サッカーの尻尾BACK NUMBER
マンC戦をグアルディオラはどう見た?
バルサが抱える諸刃の剣・トリデンテ。
text by
豊福晋Shin Toyofuku
photograph byGetty Images
posted2015/03/19 16:30
マンチェスター・シティ相手に決勝点をアシストしたメッシ。エースの復調は朗報だが……。
「シティの選手までがメッシのプレーを楽しんでいた」
カンプノウも同じだ。前半30分の時点で、観客は「メーッシ!」とコールを始め、試合というよりもエースのプレーを楽しんでいた。
試合後、メッシは「今は最高のコンディションだし、プレーを楽しんでいる」と自信をみせた。
ルイス・エンリケは「このレベルのメッシを見られるのは喜びだ」とし、決勝点を決めたラキティッチも「シティの選手までがメッシのプレーを楽しんでいた」と手放しで褒めている。
後半、バルサの抱える不安が浮き彫りに。
エースのコンディションが整ったのは終盤戦にむけ大きなプラスだが、不安も浮き彫りになった。
それは後半に露呈した。
メッシを中心にチャンスを作ったバルサだが、結果的に得点は1点のみに終わる。シティのGKハートが好セーブを連発したことが理由で、チャンス自体は多く作れているだけに、攻撃に特に大きな問題があるわけではない。
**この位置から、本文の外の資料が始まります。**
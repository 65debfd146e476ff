//! Gallery user interface panels.

/// Collapsible navigation sidebar listing every page.
pub mod sidebar;

/// Page-populated parameter panel.
pub mod parameter_panel;
use bevy::prelude::*;
use bevy::window::PresentMode;

/// Title shown in the native window.
const WINDOW_TITLE: &str = "Scene Gallery";

/// Primary window settings. On the web the gallery renders into the
/// `#bevy` canvas and leaves browser event handling alone.
pub fn create_window_config() -> Window {
    #[cfg(target_arch = "wasm32")]
    {
        Window {
            title: WINDOW_TITLE.into(),
            canvas: Some("#bevy".into()),
            fit_canvas_to_parent: true,
            prevent_default_event_handling: false,
            present_mode: PresentMode::AutoVsync,
            ..default()
        }
    }

    #[cfg(not(target_arch = "wasm32"))]
    {
        Window {
            title: WINDOW_TITLE.into(),
            present_mode: PresentMode::AutoVsync,
            ..default()
        }
    }
}
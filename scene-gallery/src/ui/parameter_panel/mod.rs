//! Right-hand parameter panel that pages populate with tweakable values.
//!
//! A page inserts a `ParameterPanel` resource describing its controls; the
//! panel UI is rebuilt from it and torn down when the resource goes away.
//! Widgets write straight into the resource, pages read it every frame.

/// Collapse toggle, slider drag, toggle, swatch and action buttons.
pub mod interactions;

/// Parameter values, builder, widget components and UI state.
pub mod state;

/// Panel spawning and value reflection systems.
pub mod ui;

use bevy::prelude::*;

pub use state::{ParameterPanel, ParameterPanelUiState};

use interactions::{
    action_button_interaction, parameter_collapse_interaction, slider_drag_interaction,
    swatch_button_interaction, toggle_button_interaction,
};
use ui::{
    apply_parameter_collapse_state, despawn_parameter_panel_ui, reflect_parameter_values,
    spawn_parameter_panel_ui,
};

// Registers the parameter panel UI state and systems.
pub struct ParameterPanelPlugin;

impl Plugin for ParameterPanelPlugin {
    fn build(&self, app: &mut App) {
        app.init_resource::<ParameterPanelUiState>()
            .add_systems(
                Update,
                (
                    spawn_parameter_panel_ui.run_if(resource_added::<ParameterPanel>),
                    despawn_parameter_panel_ui.run_if(not(resource_exists::<ParameterPanel>)),
                    apply_parameter_collapse_state,
                    parameter_collapse_interaction,
                ),
            )
            .add_systems(
                Update,
                (
                    slider_drag_interaction,
                    toggle_button_interaction,
                    swatch_button_interaction,
                    action_button_interaction,
                    reflect_parameter_values,
                )
                    .chain()
                    .run_if(resource_exists::<ParameterPanel>),
            );
    }
}
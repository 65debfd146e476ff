use bevy::prelude::*;

use super::{orbit_page_camera, unlit};
use crate::engine::core::app_state::GalleryPage;
use crate::engine::scene::geometry::wireframe_mesh;
use crate::engine::scene::helpers::axes_helper;

const PAGE: GalleryPage = GalleryPage::Setup;

pub struct SetupPagePlugin;

impl Plugin for SetupPagePlugin {
    fn build(&self, app: &mut App) {
        app.add_systems(OnEnter(PAGE), spawn_setup_scene);
    }
}

/// Red box with its edges traced, axes and a light grey backdrop.
fn spawn_setup_scene(
    mut commands: Commands,
    mut meshes: ResMut<Assets<Mesh>>,
    mut materials: ResMut<Assets<StandardMaterial>>,
) {
    commands.spawn((
        orbit_page_camera(
            Vec3::new(0.0, 0.0, 3.0),
            Vec3::ZERO,
            75.0,
            Color::srgb_u8(0xf0, 0xf0, 0xf0),
        ),
        StateScoped(PAGE),
    ));

    let cube = Mesh::from(Cuboid::new(1.0, 1.0, 1.0));
    if let Some(edges) = wireframe_mesh(&cube) {
        commands.spawn((
            Mesh3d(meshes.add(edges)),
            MeshMaterial3d(unlit(&mut materials, Color::WHITE)),
            StateScoped(PAGE),
        ));
    }
    commands.spawn((
        Mesh3d(meshes.add(cube)),
        MeshMaterial3d(unlit(&mut materials, Color::srgb(1.0, 0.0, 0.0))),
        StateScoped(PAGE),
    ));

    commands.spawn((axes_helper(&mut meshes, &mut materials, 2.0), StateScoped(PAGE)));
}
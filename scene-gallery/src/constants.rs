//! Application-local constants that only the gallery binary needs.

/// Asset paths relative to the `assets/` directory.
pub mod path;
use bevy::pbr::wireframe::{Wireframe, WireframeColor};
use bevy::prelude::*;

use super::orbit_page_camera;
use crate::engine::core::app_state::GalleryPage;
use crate::ui::parameter_panel::ParameterPanel;

const PAGE: GalleryPage = GalleryPage::DebugUi;

const SPIN_TARGET: f32 = 10.0;
const SPIN_SECONDS: f32 = 2.0;
const IDLE_SPIN: Vec3 = Vec3::new(0.005, 0.01, 0.0);

pub struct DebugUiPagePlugin;

impl Plugin for DebugUiPagePlugin {
    fn build(&self, app: &mut App) {
        app.add_systems(OnEnter(PAGE), spawn_debug_scene).add_systems(
            Update,
            (start_spin, rotate_debug_box, apply_debug_parameters)
                .chain()
                .run_if(in_state(PAGE).and(resource_exists::<ParameterPanel>)),
        );
    }
}

/// Euler angles kept unwrapped so a spin can run past a full turn.
#[derive(Component, Default)]
struct DebugBox {
    euler: Vec3,
    spin_started: Option<f32>,
    material: Handle<StandardMaterial>,
}

/// Ease-out used by the spin tween.
pub fn ease_out_quad(progress: f32) -> f32 {
    let p = progress.clamp(0.0, 1.0);
    1.0 - (1.0 - p) * (1.0 - p)
}

/// Angle on every axis `elapsed` seconds into the spin, `None` once finished.
pub fn spin_angle(elapsed: f32) -> Option<f32> {
    if elapsed >= SPIN_SECONDS {
        return None;
    }
    Some(SPIN_TARGET * ease_out_quad(elapsed / SPIN_SECONDS))
}

fn debug_panel() -> ParameterPanel {
    ParameterPanel::new("Debug")
        .heading("Position")
        .slider("x", "x", -3.0, 3.0, 0.01, 0.0)
        .slider("elevation", "elevation", -3.0, 3.0, 0.01, 0.0)
        .heading("Appearance")
        .toggle("visible", "visible", true)
        .toggle("wireframe", "wireframe", false)
        .colour("color", "color", Color::srgb(1.0, 0.0, 0.0))
        .action("spin", "spin")
}

fn spawn_debug_scene(
    mut commands: Commands,
    mut meshes: ResMut<Assets<Mesh>>,
    mut materials: ResMut<Assets<StandardMaterial>>,
) {
    commands.insert_resource(debug_panel());
    commands.spawn((
        orbit_page_camera(Vec3::new(0.0, 0.0, 3.0), Vec3::ZERO, 75.0, Color::BLACK),
        StateScoped(PAGE),
    ));

    let material = materials.add(StandardMaterial {
        base_color: Color::srgb(1.0, 0.0, 0.0),
        unlit: true,
        alpha_mode: AlphaMode::Blend,
        ..default()
    });
    commands.spawn((
        Mesh3d(meshes.add(Cuboid::new(1.0, 1.0, 1.0))),
        MeshMaterial3d(material.clone()),
        Transform::default(),
        DebugBox {
            material,
            ..default()
        },
        StateScoped(PAGE),
    ));
}

fn start_spin(
    time: Res<Time>,
    mut panel: ResMut<ParameterPanel>,
    mut boxes: Query<&mut DebugBox>,
) {
    if !panel.take_action("spin") {
        return;
    }
    for mut debug_box in &mut boxes {
        debug_box.spin_started = Some(time.elapsed_secs());
    }
}

/// The spin tween owns the rotation while it runs, otherwise the box drifts.
fn rotate_debug_box(time: Res<Time>, mut boxes: Query<(&mut DebugBox, &mut Transform)>) {
    for (mut debug_box, mut transform) in &mut boxes {
        let spin = debug_box
            .spin_started
            .and_then(|start| spin_angle(time.elapsed_secs() - start));

        debug_box.euler = match (spin, debug_box.spin_started) {
            (Some(angle), _) => Vec3::splat(angle),
            (None, Some(_)) => {
                debug_box.spin_started = None;
                Vec3::splat(SPIN_TARGET) + IDLE_SPIN
            }
            (None, None) => debug_box.euler + IDLE_SPIN,
        };

        let e = debug_box.euler;
        transform.rotation = Quat::from_euler(EulerRot::XYZ, e.x, e.y, e.z);
    }
}

fn apply_debug_parameters(
    mut commands: Commands,
    panel: Res<ParameterPanel>,
    mut materials: ResMut<Assets<StandardMaterial>>,
    mut boxes: Query<(Entity, &DebugBox, &mut Transform, &mut Visibility)>,
) {
    if !panel.is_changed() {
        return;
    }
    let wireframe = panel.toggle_value("wireframe");
    let color = panel.colour_value("color");

    for (entity, debug_box, mut transform, mut visibility) in &mut boxes {
        transform.translation.x = panel.float("x");
        transform.translation.y = panel.float("elevation");
        visibility.set_if_neq(if panel.toggle_value("visible") {
            Visibility::Inherited
        } else {
            Visibility::Hidden
        });

        // In wireframe mode the fill turns fully transparent and only edges remain.
        if let Some(material) = materials.get_mut(&debug_box.material) {
            material.base_color = if wireframe { color.with_alpha(0.0) } else { color };
        }
        if wireframe {
            commands
                .entity(entity)
                .insert((Wireframe, WireframeColor { color }));
        } else {
            commands
                .entity(entity)
                .remove::<(Wireframe, WireframeColor)>();
        }
    }
}

#[cfg(test)]
mod tests {
    use super::*;
    use bevy::ecs::system::RunSystemOnce;
    use std::time::Duration;

    #[test]
    fn spin_eases_out_to_ten_radians() {
        assert_eq!(spin_angle(0.0), Some(0.0));
        let halfway = spin_angle(1.0).unwrap();
        assert!((halfway - 7.5).abs() < 1e-5);
        assert_eq!(spin_angle(2.0), None);
        assert_eq!(ease_out_quad(1.5), 1.0);
    }

    #[test]
    fn panel_values_reach_the_box() {
        let mut app = App::new();
        app.add_plugins(MinimalPlugins)
            .init_resource::<Assets<StandardMaterial>>()
            .insert_resource(debug_panel())
            .add_systems(Update, apply_debug_parameters);
        let material = app
            .world_mut()
            .resource_mut::<Assets<StandardMaterial>>()
            .add(StandardMaterial::default());
        let entity = app
            .world_mut()
            .spawn((
                DebugBox {
                    material: material.clone(),
                    ..default()
                },
                Transform::default(),
                Visibility::default(),
            ))
            .id();

        {
            let mut panel = app.world_mut().resource_mut::<ParameterPanel>();
            panel.set_float("x", 1.25);
            panel.set_float("elevation", -2.0);
            panel.set_toggle("visible", false);
            panel.set_toggle("wireframe", true);
        }
        app.update();

        let world = app.world();
        let transform = world.get::<Transform>(entity).unwrap();
        assert!((transform.translation.x - 1.25).abs() < 1e-5);
        assert!((transform.translation.y + 2.0).abs() < 1e-5);
        assert_eq!(world.get::<Visibility>(entity), Some(&Visibility::Hidden));
        assert!(world.get::<Wireframe>(entity).is_some());
        let material = world
            .resource::<Assets<StandardMaterial>>()
            .get(&material)
            .unwrap();
        assert_eq!(material.base_color.alpha(), 0.0);
    }

    #[test]
    fn spin_action_runs_then_hands_back_to_drift() {
        let mut app = App::new();
        app.add_plugins(MinimalPlugins)
            .insert_resource(debug_panel())
            .add_systems(Update, (start_spin, rotate_debug_box).chain());
        let entity = app
            .world_mut()
            .spawn((DebugBox::default(), Transform::default()))
            .id();

        app.world_mut()
            .resource_mut::<ParameterPanel>()
            .trigger_action("spin");
        app.update();
        assert!(app.world().get::<DebugBox>(entity).unwrap().spin_started.is_some());

        app.world_mut()
            .resource_mut::<Time>()
            .advance_by(Duration::from_secs(3));
        app.world_mut()
            .run_system_once(rotate_debug_box)
            .unwrap();

        let debug_box = app.world().get::<DebugBox>(entity).unwrap();
        assert!(debug_box.spin_started.is_none());
        assert!((debug_box.euler.y - (SPIN_TARGET + IDLE_SPIN.y)).abs() < 1e-5);
    }
}
pub mod assets;
pub mod camera;
pub mod core;
pub mod loading;
pub mod render;
pub mod scene;
pub mod systems;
一方、少なくとも2点が必要になったシティには、もはや失うものはなかった。
前半を圧倒されたペジェグリーニはミルナーのポジションを中央に変更し、トゥーレの位置も上げるなど立て直しをみせ、徐々にバルサ陣内へ攻め込んでいく。
問題は、このような打ち合いの展開になったときのバルサの守備だ。
現在のバルサ最大の武器は、自陣でボールを奪った後の、縦に速いカウンターである。この日も、カウンターからメッシやネイマールが縦に素早い攻めでゴール前まで運ぶシーンが目立った。
もちろんグアルディオラ時代の遺産でもあるポゼッションとパスワークは消え去ってはいないものの、チャンスの多くが縦に速い攻撃から生まれていることを考えると、バルサはもはやカウンター型のチームともいえる。